Oui, célibataire; et alors?

Date de publication :

Il y a peu de temps, je suis tombée sur une conférence TED de la psychologue et chercheuse en psychologie sociale Bella DePaulo. La vidéo 1, intitulée What No One Ever Told You About People Who Are Single (« Ce que l’on ne vous a jamais dit à propos des gens célibataires »), m’a fait un bien fou. Pour une rare fois dans ma vie, j’entendais affirmer qu’il n’y a rien de mal (ni d’anormal!) à être célibataire.

La psychologue dit qu’en somme, tout ce qu’on raconte sur les gens célibataires est complètement faux. On nous fait miroiter que les gens mariés ont quelqu’un, « the one! », tandis que les gens célibataires n’ont personne. J’ajouterais qu’il suffit de penser aux histoires pour enfants qu’on a lues et relues. Les beaux personnages gentils finissent toujours par trouver l’élu.e, tandis que les laid.e.s, méchant.e.s, bêtes et bizarres finissent seul.e.s. La réussite et l’accomplissement personnel passent par le couple. On est seul.e? On a un problème.

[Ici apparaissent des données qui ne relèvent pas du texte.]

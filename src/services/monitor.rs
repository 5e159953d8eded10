// =============================================================================
// MonitorService — liveness and readiness HTTP surface
// =============================================================================

use anyhow::{Context, Result};
use axum::{routing::get, Json, Router};
use chrono::Utc;
use serde_json::json;
use tracing::info;

use crate::config::Settings;
use crate::services::Shutdown;

pub struct MonitorService {
    settings: Settings,
    shutdown: Shutdown,
}

impl MonitorService {
    pub fn new(settings: Settings, shutdown: Shutdown) -> Self {
        Self { settings, shutdown }
    }

    pub fn router() -> Router {
        Router::new()
            .route("/live", get(live))
            .route("/ready", get(ready))
    }

    pub async fn run(&self) -> Result<()> {
        let prometheus = &self.settings.monitoring.prometheus;
        let addr = format!("{}:{}", prometheus.host, prometheus.port);
        let listener = tokio::net::TcpListener::bind(&addr)
            .await
            .with_context(|| format!("failed to bind monitor endpoint on {addr}"))?;
        info!(addr = %addr, "monitor service listening");

        let shutdown = self.shutdown.clone();
        axum::serve(listener, Self::router())
            .with_graceful_shutdown(async move { shutdown.stopped().await })
            .await
            .context("monitor server failed")?;
        info!("monitor service stopped");
        Ok(())
    }
}

async fn live() -> Json<serde_json::Value> {
    Json(json!({"status": "ok", "timestamp": Utc::now().to_rfc3339()}))
}

async fn ready() -> Json<serde_json::Value> {
    Json(json!({"status": "ready"}))
}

Pourtant, notre époque est celle où de plus en plus de gens font le choix délibéré de rester célibataires 2

Il est vrai que notre société ne valorise pas les célibataires. J’ai beau me creuser la tête, je ne trouve ni institution, ni événement, ni contexte qui célèbre le célibat. Les célibataires constituent au contraire une clientèle cible parfaite… à qui vendre l’idée du couple à tout prix (!). Dans certains milieux de travail, les femmes célibataires ne désirant pas d’enfants peuvent être bien vues, mais parce qu’elles représentent moins de trouble. (Même s’il est discriminatoire de poser des questions, par exemple, sur le désir d’enfants, ça arrive encore 3!) En général, les célibataires semblent provenir d’une planète éloignée, peu défrichée, aux antipodes de celle habitée par le sacro-saint couple.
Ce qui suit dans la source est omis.